Extracted records:
════

#![deny(unsafe_code)]
//! CLI binary for the random color generator.
//!
//! Subcommands:
//! - `generate` — print N colors for a scheme and luminosity
//! - `recipe <json>` — render a reproducible recipe
//! - `hsv <h> <s> <v>` — convert one HSV triple to RGB
//! - `list` — print available schemes and luminosities
//!
//! Logging goes to stderr and is controlled by `RANDCOLOR_LOG`
//! (an `EnvFilter` directive, default `warn`).

mod error;

use clap::{Parser, Subcommand};
use error::CliError;
use randcolor_core::{hsv_to_rgb, Color, ColorScheme, Luminosity, RandomColor, Recipe, Xorshift64};
use std::process;
use tracing_subscriber::EnvFilter;

#[derive(Parser)]
#[command(name = "randcolor", about = "Generate attractive random colors")]
struct Cli {
    /// Output as JSON instead of human-readable text.
    #[arg(long, global = true)]
    json: bool,

    #[command(subcommand)]
    command: Command,
}

#[derive(Subcommand)]
enum Command {
    /// Generate colors for one scheme and luminosity.
    Generate {
        /// Color scheme (random, monochrome, red, orange, yellow, green, blue, purple, pink).
        #[arg(short, long, default_value = "random")]
        scheme: String,

        /// Luminosity (random, dark, light, bright).
        #[arg(short, long, default_value = "bright")]
        luminosity: String,

        /// Number of colors to generate.
        #[arg(short = 'n', long, default_value_t = 84, allow_negative_numbers = true)]
        count: i64,

        /// PRNG seed; omitted means a fresh seed from OS entropy.
        #[arg(long)]
        seed: Option<u64>,
    },
    /// Render a recipe given as a JSON string.
    Recipe {
        /// e.g. '{"seed": 42, "scheme": "blue", "luminosity": "dark", "count": 8}'
        json: String,
    },
    /// Convert hue (0-360), saturation and brightness (0-100) to RGB.
    Hsv {
        #[arg(allow_negative_numbers = true)]
        hue: i32,
        #[arg(allow_negative_numbers = true)]
        saturation: i32,
        #[arg(allow_negative_numbers = true)]
        brightness: i32,
    },
    /// List available schemes and luminosities.
    List,
}

fn print_colors(colors: &[Color], seed: u64, json: bool) -> Result<(), CliError> {
    if json {
        let info = serde_json::json!({
            "seed": seed,
            "colors": colors,
        });
        println!("{}", serde_json::to_string_pretty(&info)?);
    } else {
        for c in colors {
            println!("{c}");
        }
    }
    Ok(())
}

fn run(cli: Cli) -> Result<(), CliError> {
    match cli.command {
        Command::List => {
            let schemes = ColorScheme::list_names();
            let luminosities = Luminosity::list_names();
            if cli.json {
                let info = serde_json::json!({
                    "schemes": schemes,
                    "luminosities": luminosities,
                });
                println!("{}", serde_json::to_string_pretty(&info)?);
            } else {
                println!("Schemes:");
                println!("  {}", schemes.join(", "));
                println!("Luminosities:");
                println!("  {}", luminosities.join(", "));
            }
        }
        Command::Generate {
            scheme,
            luminosity,
            count,
            seed,
        } => {
            let scheme = ColorScheme::from_name(&scheme)?;
            let luminosity = Luminosity::from_name(&luminosity)?;
            let seed = seed.unwrap_or_else(Xorshift64::entropy_seed);
            let generator = RandomColor::new(seed);
            tracing::info!(seed, %scheme, %luminosity, count, "generating colors");

            let colors = generator.generate_many(scheme, luminosity, count)?;
            print_colors(&colors, seed, cli.json)?;
        }
        Command::Recipe { json } => {
            let recipe: Recipe = serde_json::from_str(&json)
                .map_err(|e| CliError::Input(format!("invalid recipe JSON: {e}")))?;
            let colors = recipe.render()?;
            print_colors(&colors, recipe.seed, cli.json)?;
        }
        Command::Hsv {
            hue,
            saturation,
            brightness,
        } => {
            let color = hsv_to_rgb(hue, saturation, brightness);
            if cli.json {
                let info = serde_json::json!({
                    "hex": color,
                    "rgba": color.to_rgba(),
                });
                println!("{}", serde_json::to_string_pretty(&info)?);
            } else {
                println!("{color} rgb({}, {}, {})", color.r, color.g, color.b);
            }
        }
    }

    Ok(())
}

fn init_logging() {
    let filter = EnvFilter::try_from_env("RANDCOLOR_LOG").unwrap_or_else(|_| EnvFilter::new("warn"));
    tracing_subscriber::fmt()
        .with_env_filter(filter)
        .with_writer(std::io::stderr)
        .init();
}

fn main() {
    init_logging();
    let cli = Cli::parse();
    let json_mode = cli.json;
    if let Err(e) = run(cli) {
        if json_mode {
            let j = serde_json::json!({"error": e.to_string(), "exit_code": e.exit_code()});
            eprintln!("{}", serde_json::to_string_pretty(&j).unwrap_or_default());
        } else {
            eprintln!("error: {e}");
        }
        process::exit(e.exit_code());
    }
}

════

ASSIGNED TASK -> Restating the data word for word is the whole task.

SOLUTION TO THE PROBLEM ->
#![deny(unsafe_code)]
//! CLI binary for the random color generator.
//!
//! Subcommands:
//! - `generate` — print N colors for a scheme and luminosity
//! - `recipe <json>` — render a reproducible recipe
//! - `hsv <h> <s> <v>` — convert one HSV triple to RGB
//! - `list` — print available schemes and luminosities
//!
//! Logging goes to stderr and is controlled by `RANDCOLOR_LOG`
//! (an `EnvFilter` directive, default `warn`).

mod error;

use clap::{Parser, Subcommand};
use error::CliError;
use randcolor_core::{hsv_to_rgb, Color, ColorScheme, Luminosity, RandomColor, Recipe, Xorshift64};
use std::process;
use tracing_subscriber::EnvFilter;

#[derive(Parser)]
#[command(name = "randcolor", about = "Generate attractive random colors")]
struct Cli {
    /// Output as JSON instead of human-readable text.
    #[arg(long, global = true)]
    json: bool,

    #[command(subcommand)]
    command: Command,
}

#[derive(Subcommand)]
enum Command {
    /// Generate colors for one scheme and luminosity.
    Generate {
        /// Color scheme (random, monochrome, red, orange, yellow, green, blue, purple, pink).
        #[arg(short, long, default_value = "random")]
        scheme: String,

        /// Luminosity (random, dark, light, bright).
        #[arg(short, long, default_value = "bright")]
        luminosity: String,

        /// Number of colors to generate.
        #[arg(short = 'n', long, default_value_t = 84, allow_negative_numbers = true)]
        count: i64,

        /// PRNG seed; omitted means a fresh seed from OS entropy.
        #[arg(long)]
        seed: Option<u64>,
    },
    /// Render a recipe given as a JSON string.
    Recipe {
        /// e.g. '{"seed": 42, "scheme": "blue", "luminosity": "dark", "count": 8}'
        json: String,
    },
    /// Convert hue (0-360), saturation and brightness (0-100) to RGB.
    Hsv {
        #[arg(allow_negative_numbers = true)]
        hue: i32,
        #[arg(allow_negative_numbers = true)]
        saturation: i32,
        #[arg(allow_negative_numbers = true)]
        brightness: i32,
    },
    /// List available schemes and luminosities.
    List,
}

fn print_colors(colors: &[Color], seed: u64, json: bool) -> Result<(), CliError> {
    if json {
        let info = serde_json::json!({
            "seed": seed,
            "colors": colors,
        });
        println!("{}", serde_json::to_string_pretty(&info)?);
    } else {
        for c in colors {
            println!("{c}");
        }
    }
    Ok(())
}

fn run(cli: Cli) -> Result<(), CliError> {
    match cli.command {
        Command::List => {
            let schemes = ColorScheme::list_names();
            let luminosities = Luminosity::list_names();
            if cli.json {
                let info = serde_json::json!({
                    "schemes": schemes,
                    "luminosities": luminosities,
                });
                println!("{}", serde_json::to_string_pretty(&info)?);
            } else {
                println!("Schemes:");
                println!("  {}", schemes.join(", "));
                println!("Luminosities:");
                println!("  {}", luminosities.join(", "));
            }
        }
        Command::Generate {
            scheme,
            luminosity,
            count,
            seed,
        } => {
            let scheme = ColorScheme::from_name(&scheme)?;
            let luminosity = Luminosity::from_name(&luminosity)?;
            let seed = seed.unwrap_or_else(Xorshift64::entropy_seed);
            let generator = RandomColor::new(seed);
            tracing::info!(seed, %scheme, %luminosity, count, "generating colors");

            let colors = generator.generate_many(scheme, luminosity, count)?;
            print_colors(&colors, seed, cli.json)?;
        }
        Command::Recipe { json } => {
            let recipe: Recipe = serde_json::from_str(&json)
                .map_err(|e| CliError::Input(format!("invalid recipe JSON: {e}")))?;
            let colors = recipe.render()?;
            print_colors(&colors, recipe.seed, cli.json)?;
        }
        Command::Hsv {
            hue,
            saturation,
            brightness,
        } => {
            let color = hsv_to_rgb(hue, saturation, brightness);
            if cli.json {
                let info = serde_json::json!({
                    "hex": color,
                    "rgba": color.to_rgba(),
                });
                println!("{}", serde_json::to_string_pretty(&info)?);
            } else {
                println!("{color} rgb({}, {}, {})", color.r, color.g, color.b);
            }
        }
    }

    Ok(())
}

fn init_logging() {
    let filter = EnvFilter::try_from_env("RANDCOLOR_LOG").unwrap_or_else(|_| EnvFilter::new("warn"));
    tracing_subscriber::fmt()
        .with_env_filter(filter)
        .with_writer(std::io::stderr)
        .init();
}

fn main() {
    init_logging();
    let cli = Cli::parse();
    let json_mode = cli.json;
    if let Err(e) = run(cli) {
        if json_mode {
            let j = serde_json::json!({"error": e.to_string(), "exit_code": e.exit_code()});
            eprintln!("{}", serde_json::to_string_pretty(&j).unwrap_or_default());
        } else {
            eprintln!("error: {e}");
        }
        process::exit(e.exit_code());
    }
}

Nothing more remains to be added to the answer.